DATASET:
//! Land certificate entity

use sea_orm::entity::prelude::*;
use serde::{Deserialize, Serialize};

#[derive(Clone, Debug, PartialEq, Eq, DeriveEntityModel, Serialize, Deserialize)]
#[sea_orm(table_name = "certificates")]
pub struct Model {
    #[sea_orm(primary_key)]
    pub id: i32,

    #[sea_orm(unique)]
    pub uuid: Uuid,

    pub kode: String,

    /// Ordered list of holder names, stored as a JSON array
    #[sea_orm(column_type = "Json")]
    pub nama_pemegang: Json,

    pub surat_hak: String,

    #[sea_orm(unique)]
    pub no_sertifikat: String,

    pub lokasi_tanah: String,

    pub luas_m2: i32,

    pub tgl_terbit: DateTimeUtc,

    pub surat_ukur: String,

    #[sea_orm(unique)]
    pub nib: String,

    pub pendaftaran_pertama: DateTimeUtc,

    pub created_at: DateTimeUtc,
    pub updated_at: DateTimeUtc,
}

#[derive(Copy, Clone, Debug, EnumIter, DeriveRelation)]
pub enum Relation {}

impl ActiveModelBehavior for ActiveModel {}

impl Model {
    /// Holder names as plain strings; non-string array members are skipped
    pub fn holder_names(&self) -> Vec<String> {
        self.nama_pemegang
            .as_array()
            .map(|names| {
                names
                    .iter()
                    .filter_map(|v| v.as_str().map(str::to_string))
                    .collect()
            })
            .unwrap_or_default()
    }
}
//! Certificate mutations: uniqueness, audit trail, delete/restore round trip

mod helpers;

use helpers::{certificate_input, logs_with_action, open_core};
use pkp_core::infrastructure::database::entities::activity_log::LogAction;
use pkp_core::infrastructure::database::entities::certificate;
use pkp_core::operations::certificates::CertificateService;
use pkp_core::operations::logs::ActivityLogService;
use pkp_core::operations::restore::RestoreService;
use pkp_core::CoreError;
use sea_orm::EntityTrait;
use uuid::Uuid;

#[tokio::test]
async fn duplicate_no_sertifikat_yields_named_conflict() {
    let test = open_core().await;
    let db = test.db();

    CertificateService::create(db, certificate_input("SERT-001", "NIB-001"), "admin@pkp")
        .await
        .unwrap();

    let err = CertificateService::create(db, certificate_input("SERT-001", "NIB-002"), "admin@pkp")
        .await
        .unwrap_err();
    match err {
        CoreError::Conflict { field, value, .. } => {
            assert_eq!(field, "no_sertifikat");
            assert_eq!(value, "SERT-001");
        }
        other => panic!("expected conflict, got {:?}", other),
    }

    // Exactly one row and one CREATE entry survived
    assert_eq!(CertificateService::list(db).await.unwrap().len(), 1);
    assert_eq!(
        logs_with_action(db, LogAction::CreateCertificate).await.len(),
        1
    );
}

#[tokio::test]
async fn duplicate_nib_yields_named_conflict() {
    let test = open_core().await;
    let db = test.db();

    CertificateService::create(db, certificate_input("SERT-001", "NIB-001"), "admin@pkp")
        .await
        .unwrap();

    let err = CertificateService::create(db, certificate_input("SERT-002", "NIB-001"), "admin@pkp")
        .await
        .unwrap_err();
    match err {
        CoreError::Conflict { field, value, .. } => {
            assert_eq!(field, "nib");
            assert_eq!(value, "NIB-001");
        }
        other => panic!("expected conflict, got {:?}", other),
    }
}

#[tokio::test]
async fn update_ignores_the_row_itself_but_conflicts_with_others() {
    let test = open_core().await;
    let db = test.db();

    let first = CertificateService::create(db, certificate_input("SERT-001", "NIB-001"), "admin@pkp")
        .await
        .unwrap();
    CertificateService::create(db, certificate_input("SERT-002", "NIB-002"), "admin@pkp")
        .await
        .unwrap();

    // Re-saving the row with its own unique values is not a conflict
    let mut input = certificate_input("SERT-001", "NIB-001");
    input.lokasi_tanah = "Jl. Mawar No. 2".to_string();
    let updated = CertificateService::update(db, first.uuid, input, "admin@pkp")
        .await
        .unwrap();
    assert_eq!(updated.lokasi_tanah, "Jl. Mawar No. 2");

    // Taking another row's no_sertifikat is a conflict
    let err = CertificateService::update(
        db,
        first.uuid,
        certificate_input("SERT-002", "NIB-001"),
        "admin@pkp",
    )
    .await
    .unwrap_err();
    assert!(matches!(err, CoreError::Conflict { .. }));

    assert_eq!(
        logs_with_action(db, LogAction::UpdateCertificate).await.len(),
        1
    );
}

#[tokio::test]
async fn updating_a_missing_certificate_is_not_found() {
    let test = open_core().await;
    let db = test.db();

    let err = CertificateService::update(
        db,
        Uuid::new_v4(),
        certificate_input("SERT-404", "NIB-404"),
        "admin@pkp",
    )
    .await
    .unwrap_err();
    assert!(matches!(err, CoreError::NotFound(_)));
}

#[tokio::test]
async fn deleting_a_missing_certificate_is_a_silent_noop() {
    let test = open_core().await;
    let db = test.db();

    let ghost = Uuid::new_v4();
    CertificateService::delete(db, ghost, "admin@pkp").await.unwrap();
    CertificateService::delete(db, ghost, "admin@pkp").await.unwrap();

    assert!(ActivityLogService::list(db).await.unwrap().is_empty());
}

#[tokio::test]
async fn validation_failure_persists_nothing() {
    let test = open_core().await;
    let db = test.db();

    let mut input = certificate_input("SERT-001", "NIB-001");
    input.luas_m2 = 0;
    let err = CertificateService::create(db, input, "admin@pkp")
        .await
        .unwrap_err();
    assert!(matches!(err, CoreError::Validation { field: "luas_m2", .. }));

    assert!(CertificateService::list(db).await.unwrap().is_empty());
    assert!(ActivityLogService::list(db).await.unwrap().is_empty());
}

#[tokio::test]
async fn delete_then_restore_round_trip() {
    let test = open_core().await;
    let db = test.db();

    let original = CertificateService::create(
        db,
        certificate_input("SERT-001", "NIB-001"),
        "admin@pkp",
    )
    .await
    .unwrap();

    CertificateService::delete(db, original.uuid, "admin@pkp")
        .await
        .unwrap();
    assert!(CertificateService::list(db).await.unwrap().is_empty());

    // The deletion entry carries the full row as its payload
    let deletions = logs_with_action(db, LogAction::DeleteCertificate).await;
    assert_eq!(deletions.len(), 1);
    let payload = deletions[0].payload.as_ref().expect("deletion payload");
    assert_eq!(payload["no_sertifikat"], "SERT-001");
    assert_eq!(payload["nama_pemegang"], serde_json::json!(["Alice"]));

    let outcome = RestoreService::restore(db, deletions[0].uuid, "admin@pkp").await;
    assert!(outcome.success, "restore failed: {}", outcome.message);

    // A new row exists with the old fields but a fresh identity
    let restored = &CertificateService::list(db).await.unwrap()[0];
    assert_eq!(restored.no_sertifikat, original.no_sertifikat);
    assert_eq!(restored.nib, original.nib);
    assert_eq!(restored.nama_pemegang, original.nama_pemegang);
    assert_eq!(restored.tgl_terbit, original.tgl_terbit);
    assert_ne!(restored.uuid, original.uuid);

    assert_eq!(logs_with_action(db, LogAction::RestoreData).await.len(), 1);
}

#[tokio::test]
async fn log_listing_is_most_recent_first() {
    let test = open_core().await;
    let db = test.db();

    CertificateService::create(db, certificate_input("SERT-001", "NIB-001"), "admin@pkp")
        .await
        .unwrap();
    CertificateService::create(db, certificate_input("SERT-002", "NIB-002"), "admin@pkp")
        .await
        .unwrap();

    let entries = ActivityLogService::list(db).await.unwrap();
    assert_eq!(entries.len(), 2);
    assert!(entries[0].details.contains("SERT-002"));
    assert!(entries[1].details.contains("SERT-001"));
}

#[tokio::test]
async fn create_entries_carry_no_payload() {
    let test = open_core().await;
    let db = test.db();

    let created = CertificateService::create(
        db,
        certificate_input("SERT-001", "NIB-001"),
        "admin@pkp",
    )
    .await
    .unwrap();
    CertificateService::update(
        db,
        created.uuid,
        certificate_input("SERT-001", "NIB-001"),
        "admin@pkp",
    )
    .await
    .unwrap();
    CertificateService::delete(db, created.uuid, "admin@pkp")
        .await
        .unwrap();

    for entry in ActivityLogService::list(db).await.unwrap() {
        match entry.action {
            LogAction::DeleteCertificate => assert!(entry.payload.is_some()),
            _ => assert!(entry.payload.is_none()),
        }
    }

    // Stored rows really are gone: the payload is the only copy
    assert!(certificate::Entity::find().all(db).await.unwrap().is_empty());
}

YOUR OBJECTIVE:
Find the string "DateTimeUtc" in the listing and return every line that holds it.

ANSWER BOX:
    pub tgl_terbit: DateTimeUtc,
    pub pendaftaran_pertama: DateTimeUtc,
    pub created_at: DateTimeUtc,
    pub updated_at: DateTimeUtc,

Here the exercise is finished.